Soil health research uncovers tools that allow scientists and producers to quantify changes in soil health and identify measurements that best demonstrate these changes, as well as tells us how our management impacts the soil. University of Idaho and partners have several ongoing and completed soil health research projects.


The Idaho Center for Agriculture, Food and the Environment (CAFE) is a $45 million project between University of Idaho, industry members and the state of Idaho. The research dairy will be home to 2,000 dairy cows located on 640 acres in Idaho’s dairy producing region which spans three counties in the Magic Valley.

This project will investigate long term sustainability of water usage constraints and environmental quality. A research dairy and demonstration farm focusing on soil health and water are in the plans as well as an educational center and food processing plant.
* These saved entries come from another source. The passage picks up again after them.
//! Local store of passage embeddings.
//!
//! Backs the embedding-search fallback used when the hosted index is
//! unreachable. Callers inject a repository; nothing here is global.

use crate::error::Result;
use crate::vector_index::{PassageRecord, SearchResult};
use async_trait::async_trait;
use std::sync::RwLock;

/// A passage with its embedding.
#[derive(Debug, Clone)]
pub struct EmbeddingRecord {
    pub record: PassageRecord,
    pub embedding: Vec<f32>,
}

/// Storage for passage embeddings.
#[async_trait]
pub trait EmbeddingRepository: Send + Sync {
    /// Add a record, replacing any record with the same id.
    async fn add(&self, record: EmbeddingRecord) -> Result<()>;

    /// The `k` records most similar to `vector`, best first.
    async fn query(&self, vector: &[f32], k: usize) -> Result<Vec<SearchResult>>;

    /// Number of stored records.
    async fn len(&self) -> Result<usize>;
}

/// In-process embedding repository.
#[derive(Default)]
pub struct MemoryEmbeddingRepository {
    records: RwLock<Vec<EmbeddingRecord>>,
}

impl MemoryEmbeddingRepository {
    pub fn new() -> Self {
        Self::default()
    }
}

#[async_trait]
impl EmbeddingRepository for MemoryEmbeddingRepository {
    async fn add(&self, record: EmbeddingRecord) -> Result<()> {
        let mut records = self.records.write().unwrap_or_else(|e| e.into_inner());
        match records.iter_mut().find(|r| r.record.id == record.record.id) {
            Some(existing) => *existing = record,
            None => records.push(record),
        }
        Ok(())
    }

    async fn query(&self, vector: &[f32], k: usize) -> Result<Vec<SearchResult>> {
        let records = self.records.read().unwrap_or_else(|e| e.into_inner());

        let mut results: Vec<SearchResult> = records
            .iter()
            .map(|r| SearchResult {
                score: cosine_similarity(vector, &r.embedding),
                ..SearchResult::from(&r.record)
            })
            .collect();

        results.sort_by(|a, b| b.score.partial_cmp(&a.score).unwrap_or(std::cmp::Ordering::Equal));
        results.truncate(k);
        Ok(results)
    }

    async fn len(&self) -> Result<usize> {
        Ok(self.records.read().unwrap_or_else(|e| e.into_inner()).len())
    }
}

/// Compute cosine similarity between two vectors.
pub fn cosine_similarity(a: &[f32], b: &[f32]) -> f32 {
    if a.len() != b.len() || a.is_empty() {
        return 0.0;
    }

    let dot_product: f32 = a.iter().zip(b.iter()).map(|(x, y)| x * y).sum();
    let norm_a: f32 = a.iter().map(|x| x * x).sum::<f32>().sqrt();
    let norm_b: f32 = b.iter().map(|x| x * x).sum::<f32>().sqrt();

    if norm_a == 0.0 || norm_b == 0.0 {
        return 0.0;
    }

    dot_product / (norm_a * norm_b)
}

#[cfg(test)]
mod tests {
    use super::*;
    use crate::content::ContentType;

    fn embedded(id: &str, embedding: Vec<f32>) -> EmbeddingRecord {
        EmbeddingRecord {
            record: PassageRecord {
                id: id.to_string(),
                text: format!("text of {}", id),
                title: id.to_string(),
                url: format!("/library/blog-content/{}", id),
                content_type: ContentType::Blog,
            },
            embedding,
        }
    }

    #[test]
    fn test_cosine_similarity() {
        let a = vec![1.0, 0.0, 0.0];
        let b = vec![1.0, 0.0, 0.0];
        assert!((cosine_similarity(&a, &b) - 1.0).abs() < 0.001);

        let c = vec![0.0, 1.0, 0.0];
        assert!((cosine_similarity(&a, &c)).abs() < 0.001);

        let d = vec![-1.0, 0.0, 0.0];
        assert!((cosine_similarity(&a, &d) + 1.0).abs() < 0.001);

        assert_eq!(cosine_similarity(&a, &[1.0]), 0.0);
    }

    #[tokio::test]
    async fn test_query_ranks_by_similarity() {
        let repo = MemoryEmbeddingRepository::new();
        repo.add(embedded("x", vec![1.0, 0.0])).await.unwrap();
        repo.add(embedded("y", vec![0.0, 1.0])).await.unwrap();
        repo.add(embedded("xy", vec![1.0, 1.0])).await.unwrap();

        let results = repo.query(&[1.0, 0.1], 2).await.unwrap();
        assert_eq!(results.len(), 2);
        assert_eq!(results[0].title, "x");
        assert_eq!(results[1].title, "xy");
        assert!(results[0].score > results[1].score);
    }

    #[tokio::test]
    async fn test_add_replaces_same_id() {
        let repo = MemoryEmbeddingRepository::new();
        repo.add(embedded("x", vec![1.0, 0.0])).await.unwrap();
        repo.add(embedded("x", vec![0.0, 1.0])).await.unwrap();
        assert_eq!(repo.len().await.unwrap(), 1);

        let results = repo.query(&[0.0, 1.0], 1).await.unwrap();
        assert!((results[0].score - 1.0).abs() < 0.001);
    }
}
Bronte Sone, Ph.D. candidate, Strickland Lab

There has been a significant loss of biodiversity in agricultural ecosystems. The lack of aboveground diversity has been shown to reduce soil microbial diversity, which has implications for soil health. The implementation of cover crops on farms is a proposed management strategy to increase plant diversity — a soil health principle. In grassland ecosystems, an increase in aboveground diversity results in increased belowground diversity. However, it is unknown how increasing diversity over short time scales (i.e. cover crops) in agroecosystems impacts microbial communities and their function.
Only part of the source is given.